Source records
####
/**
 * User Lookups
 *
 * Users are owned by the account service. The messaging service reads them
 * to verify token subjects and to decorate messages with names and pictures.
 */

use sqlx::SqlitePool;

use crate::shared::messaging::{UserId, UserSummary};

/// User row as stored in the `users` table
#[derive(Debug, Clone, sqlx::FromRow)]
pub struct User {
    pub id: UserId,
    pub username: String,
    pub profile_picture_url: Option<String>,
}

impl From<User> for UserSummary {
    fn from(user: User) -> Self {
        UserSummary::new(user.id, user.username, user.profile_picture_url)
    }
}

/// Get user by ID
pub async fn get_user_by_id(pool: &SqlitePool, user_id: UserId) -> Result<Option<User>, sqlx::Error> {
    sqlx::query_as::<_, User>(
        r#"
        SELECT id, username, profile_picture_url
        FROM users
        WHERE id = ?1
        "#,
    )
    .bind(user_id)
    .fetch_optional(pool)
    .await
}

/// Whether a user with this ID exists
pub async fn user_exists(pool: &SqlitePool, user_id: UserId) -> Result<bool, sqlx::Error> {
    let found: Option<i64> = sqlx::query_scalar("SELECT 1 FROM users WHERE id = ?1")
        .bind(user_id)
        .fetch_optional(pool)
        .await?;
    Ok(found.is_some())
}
####
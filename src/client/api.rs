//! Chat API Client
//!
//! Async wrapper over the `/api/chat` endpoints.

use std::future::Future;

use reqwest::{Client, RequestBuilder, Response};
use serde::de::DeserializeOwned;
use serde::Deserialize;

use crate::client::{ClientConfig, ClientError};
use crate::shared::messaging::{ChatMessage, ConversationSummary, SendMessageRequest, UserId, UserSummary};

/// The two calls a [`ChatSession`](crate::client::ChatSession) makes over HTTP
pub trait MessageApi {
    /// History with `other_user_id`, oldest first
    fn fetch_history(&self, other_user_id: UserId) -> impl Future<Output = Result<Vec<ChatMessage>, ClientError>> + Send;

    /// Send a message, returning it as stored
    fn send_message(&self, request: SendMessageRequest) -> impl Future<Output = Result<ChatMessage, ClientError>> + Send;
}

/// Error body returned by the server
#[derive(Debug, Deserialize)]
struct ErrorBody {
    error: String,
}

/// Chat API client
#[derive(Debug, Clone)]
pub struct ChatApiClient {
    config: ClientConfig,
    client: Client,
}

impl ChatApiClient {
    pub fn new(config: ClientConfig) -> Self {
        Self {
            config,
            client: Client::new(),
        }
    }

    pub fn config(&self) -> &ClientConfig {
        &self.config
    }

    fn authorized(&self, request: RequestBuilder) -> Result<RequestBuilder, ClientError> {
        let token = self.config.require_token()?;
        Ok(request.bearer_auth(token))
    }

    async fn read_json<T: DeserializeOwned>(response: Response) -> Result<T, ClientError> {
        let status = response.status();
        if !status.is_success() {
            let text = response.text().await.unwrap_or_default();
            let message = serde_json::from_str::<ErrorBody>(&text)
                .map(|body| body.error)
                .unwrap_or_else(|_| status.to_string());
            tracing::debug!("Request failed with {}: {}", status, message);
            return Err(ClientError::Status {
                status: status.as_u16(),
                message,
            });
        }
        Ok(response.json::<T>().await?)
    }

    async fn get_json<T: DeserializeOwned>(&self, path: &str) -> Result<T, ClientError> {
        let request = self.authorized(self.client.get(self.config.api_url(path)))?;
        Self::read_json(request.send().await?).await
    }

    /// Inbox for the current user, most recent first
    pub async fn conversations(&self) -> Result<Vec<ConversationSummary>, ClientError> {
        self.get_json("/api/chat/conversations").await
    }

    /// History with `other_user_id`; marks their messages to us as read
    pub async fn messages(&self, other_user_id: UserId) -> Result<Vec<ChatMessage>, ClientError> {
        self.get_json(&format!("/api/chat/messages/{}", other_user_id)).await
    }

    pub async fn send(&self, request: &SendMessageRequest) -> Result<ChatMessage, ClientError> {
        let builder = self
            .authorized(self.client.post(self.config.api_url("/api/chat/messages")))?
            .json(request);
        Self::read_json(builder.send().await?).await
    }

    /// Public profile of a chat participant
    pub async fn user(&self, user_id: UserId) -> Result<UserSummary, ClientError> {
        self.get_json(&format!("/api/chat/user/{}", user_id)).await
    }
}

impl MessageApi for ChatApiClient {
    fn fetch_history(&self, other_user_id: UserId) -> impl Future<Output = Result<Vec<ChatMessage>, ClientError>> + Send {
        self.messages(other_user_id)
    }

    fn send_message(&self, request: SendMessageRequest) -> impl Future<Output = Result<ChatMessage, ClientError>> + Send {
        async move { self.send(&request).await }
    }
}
####
_ASSIGNED TASK_:
Every line from the line containing "use sqlx::SqlitePool;" through the line containing "SELECT id, username, profile_picture_url" in the records above must be retyped exactly. Leave out the rest.

_RESULT OF THIS TASK_:
use sqlx::SqlitePool;

use crate::shared::messaging::{UserId, UserSummary};

/// User row as stored in the `users` table
#[derive(Debug, Clone, sqlx::FromRow)]
pub struct User {
    pub id: UserId,
    pub username: String,
    pub profile_picture_url: Option<String>,
}

impl From<User> for UserSummary {
    fn from(user: User) -> Self {
        UserSummary::new(user.id, user.username, user.profile_picture_url)
    }
}

/// Get user by ID
pub async fn get_user_by_id(pool: &SqlitePool, user_id: UserId) -> Result<Option<User>, sqlx::Error> {
    sqlx::query_as::<_, User>(
        r#"
        SELECT id, username, profile_picture_url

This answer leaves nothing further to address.